Pre-Training with Whole Word Masking for Chinese BERT (1906.08101v3)

Published 19 Jun 2019 in cs.CL and cs.LG

Abstract: Bidirectional Encoder Representations from Transformers (BERT) has shown marvelous improvements across various NLP tasks, and its consecutive variants have been proposed to further improve the performance of the pre-trained LLMs. In this paper, we aim to first introduce the whole word masking (wwm) strategy for Chinese BERT, along with a series of Chinese pre-trained LLMs. Then we also propose a simple but effective model called MacBERT, which improves upon RoBERTa in several ways. Especially, we propose a new masking strategy called MLM as correction (Mac). To demonstrate the effectiveness of these models, we create a series of Chinese pre-trained LLMs as our baselines, including BERT, RoBERTa, ELECTRA, RBT, etc. We carried out extensive experiments on ten Chinese NLP tasks to evaluate the created Chinese pre-trained LLMs as well as the proposed MacBERT. Experimental results show that MacBERT could achieve state-of-the-art performances on many NLP tasks, and we also ablate details with several findings that may help future research. We open-source our pre-trained LLMs for further facilitating our research community. Resources are available: https://github.com/ymcui/Chinese-BERT-wwm

PDF Abstract

Pre-Training with Whole Word Masking for Chinese BERT

The paper presents an exploration into enhancing pre-trained LLMs specifically tailored for the Chinese language, focusing on the adaptation and improvement of BERT using whole word masking strategies. The paper systematically assesses and proposes advancements in the pre-training methodologies with the introduction of a novel model, MacBERT.

Improvements in Chinese BERT Models

The initial exploration involves implementing whole word masking (WWM) for Chinese BERT. Unlike previous token-level masking approaches, WWM masks entire words, ensuring that the model learns to predict missing words instead of token fragments, which presents a more challenging task and strengthens the model's contextual learning capabilities.

The researchers introduced RoBERTa with WWM and further extended the training corpus using additional Chinese datasets, resulting in the 'ext' versions of these models. The paper highlights how extending the training corpus is crucial for achieving better models, given the relatively smaller size of the Chinese Wikipedia compared to its English counterpart.

Introduction of MacBERT

MacBERT represents a significant innovation by modifying the Masked LLM (MLM) task to align better with real-world applications. It transforms MLM to an "MLM as correction" (Mac) task, addressing the discrepancies between pre-training and fine-tuning phases. Instead of using artificial tokens like [MASK], MacBERT replaces words with synonyms, simulating spelling or grammatical errors, thus making the learning task more realistic and applicable to correction tasks.

Additionally, MacBERT adopts the sentence order prediction (SOP) task instead of the next sentence prediction (NSP) to enhance the learning of sentence relationships, which is shown to be more effective in capturing the natural sentence order and improving downstream task performance.

Experimental Evaluation

Extensive experiments on a variety of Chinese NLP tasks demonstrate the effectiveness of MacBERT. The evaluation covers ten different tasks, including machine reading comprehension, sentiment analysis, and sentence pair classification. MacBERT consistently outperforms baseline models across these tasks, achieving state-of-the-art results.
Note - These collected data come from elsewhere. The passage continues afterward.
//! Settings normalization: declared props to UI-editable setting records.
use crate::script::PropertyMap;
use serde::{Deserialize, Serialize};
use serde_json::{Map, Value};

/// Input type used when a setting does not declare one.
pub const DEFAULT_INPUT_TYPE: &str = "text";

/// Prop name reserved for the component's structural identifier.
pub const STRUCTURAL_ID_PROP: &str = "id";

/// What to do with a prop that declares no `input` metadata.
#[derive(Debug, Clone, Copy, PartialEq, Eq, Default, Serialize, Deserialize, clap::ValueEnum)]
#[serde(rename_all = "lowercase")]
pub enum MissingInput {
    /// Leave the prop out of the settings list.
    #[default]
    Skip,
    /// Emit the prop as a plain text setting.
    Text,
}

/// One setting: `{ "id": <prop name>, "type": ..., ...other input fields }`.
#[derive(Debug, Clone, PartialEq, Serialize, Deserialize)]
#[serde(transparent)]
pub struct Setting(Map<String, Value>);

impl Setting {
    fn from_input(key: &str, input: Map<String, Value>) -> Self {
        let mut fields = Map::new();
        fields.insert("id".to_string(), Value::String(key.to_string()));
        // Input fields spread over the id, so an explicit `id` wins.
        fields.extend(input);
        if !matches!(fields.get("type"), Some(value) if !value.is_null()) {
            fields.insert(
                "type".to_string(),
                Value::String(DEFAULT_INPUT_TYPE.to_string()),
            );
        }
        Self(fields)
    }

    pub fn id(&self) -> Option<&str> {
        self.0.get("id").and_then(Value::as_str)
    }
}

/// Normalize every declared prop into a setting, in declaration order.
pub fn normalize_settings(props: &PropertyMap, missing_input: MissingInput) -> Vec<Setting> {
    let mut settings = Vec::new();
    for (key, metadata) in props.iter() {
        // Non-object metadata (`count: Number`, `size: 5`) has no input.
        let input = match metadata.to_json() {
            Some(Value::Object(mut fields)) => match fields.remove("input") {
                Some(Value::Object(input)) => Some(input),
                _ => None,
            },
            _ => None,
        };
        let input = match (input, missing_input) {
            (Some(input), _) => input,
            (None, MissingInput::Text) => default_input(),
            (None, MissingInput::Skip) => continue,
        };
        settings.push(Setting::from_input(key, input));
    }
    settings
}

/// Drop the structural `id` prop; element settings never expose it.
pub fn without_structural_id(settings: Vec<Setting>) -> Vec<Setting> {
    settings
        .into_iter()
        .filter(|setting| setting.id() != Some(STRUCTURAL_ID_PROP))
        .collect()
}

fn default_input() -> Map<String, Value> {
    let mut input = Map::new();
    input.insert(
        "type".to_string(),
        Value::String(DEFAULT_INPUT_TYPE.to_string()),
    );
    input
}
The work also compares small models, revealing that thinner and deeper architectures (e.g., RBT6) generally perform better than wider and shallower ones (e.g., RBTL3) within similar parameter constraints. This insight is particularly useful for deploying models in resource-constrained environments.
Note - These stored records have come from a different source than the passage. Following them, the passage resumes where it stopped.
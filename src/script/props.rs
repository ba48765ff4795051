//! Property declaration extraction.
//!
//! The script is tokenized, the object literal bound to the `props` key is
//! sliced out by brace depth, and only that slice is handed to the
//! restricted literal parser. Imports, other exports and function bodies in
//! the surrounding script are never looked at.
use super::lexer::{tokenize, LexError, Token};
use super::literal::{parse_object_literal, Literal, LiteralError};
use thiserror::Error;

const PROPS_IDENT: &str = "props";

#[derive(Debug, Error)]
pub enum PropsError {
    #[error("tokenize script: {0}")]
    Lex(#[from] LexError),
    #[error("props object opened at byte {0} is never closed")]
    Unclosed(usize),
    #[error("evaluate props object: {0}")]
    Literal(#[from] LiteralError),
}

/// Declared properties in declaration order, each with its raw metadata.
#[derive(Debug, Clone, Default, PartialEq)]
pub struct PropertyMap {
    entries: Vec<(String, Literal)>,
}

impl PropertyMap {
    pub fn iter(&self) -> impl Iterator<Item = (&str, &Literal)> {
        self.entries
            .iter()
            .map(|(key, value)| (key.as_str(), value))
    }

    pub fn len(&self) -> usize {
        self.entries.len()
    }
}

impl From<Vec<(String, Literal)>> for PropertyMap {
    fn from(entries: Vec<(String, Literal)>) -> Self {
        Self { entries }
    }
}

/// Extract the `props` declaration from component script text.
///
/// The first `props` key or binding whose value is an object literal is
/// used. Without one (`props: ['a', 'b']`, `props: shared`) the map is empty.
pub fn extract_props(script: &str) -> Result<PropertyMap, PropsError> {
    let tokens = tokenize(script)?;
    let Some(open) = find_props_object(&tokens) else {
        return Ok(PropertyMap::default());
    };
    let close = matching_brace(&tokens, open).ok_or(PropsError::Unclosed(tokens[open].start))?;
    let slice = &script[tokens[open].start..tokens[close].end()];
    tracing::debug!(bytes = slice.len(), "props object sliced");
    let entries = parse_object_literal(slice)?;
    Ok(PropertyMap::from(entries))
}

/// Index of the `{` opening the first props object declaration.
fn find_props_object(tokens: &[Token<'_>]) -> Option<usize> {
    for (index, token) in tokens.iter().enumerate() {
        if !token.is_ident(PROPS_IDENT) {
            continue;
        }
        let member_access = index > 0 && {
            let previous = &tokens[index - 1];
            previous.is_punct(".") || previous.is_punct("?.")
        };
        if member_access {
            continue;
        }
        let declares = tokens
            .get(index + 1)
            .is_some_and(|next| next.is_punct(":") || next.is_punct("="));
        if !declares {
            continue;
        }
        if tokens.get(index + 2).is_some_and(|value| value.is_punct("{")) {
            return Some(index + 2);
        }
    }
    None
}

fn matching_brace(tokens: &[Token<'_>], open: usize) -> Option<usize> {
    let mut depth = 0usize;
    for (index, token) in tokens.iter().enumerate().skip(open) {
        if token.is_punct("{") {
            depth += 1;
        } else if token.is_punct("}") {
            depth -= 1;
            if depth == 0 {
                return Some(index);
            }
        }
    }
    None
}

#[cfg(test)]
#[path = "props_tests.rs"]
mod tests;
Implications and Future Directions

The implications of this work are twofold. Practically, it provides robust pre-trained models for a wider range of Chinese NLP applications, with open-access resources to facilitate further research. Theoretically, it presents compelling evidence on the effectiveness of pre-training strategies tailored for non-English languages and the potential benefits of realistic pre-training tasks that mirror downstream applications.

Future research directions could focus on adopting similar strategies for other languages, adjusting masking strategies dynamically, and improving the alignment of pre-training with diverse downstream tasks. Moreover, exploring the integration of domain-specific knowledge and continual learning techniques may further enhance model adaptability and performance.

Conclusion

Overall, this paper makes substantial contributions to the field of NLP for Chinese language processing by refining existing pre-training strategies and introducing innovative approaches like MacBERT. The research effectively bridges the gap between pre-training techniques and practical application requirements, setting a precedent for future developments in the domain of LLM pre-training.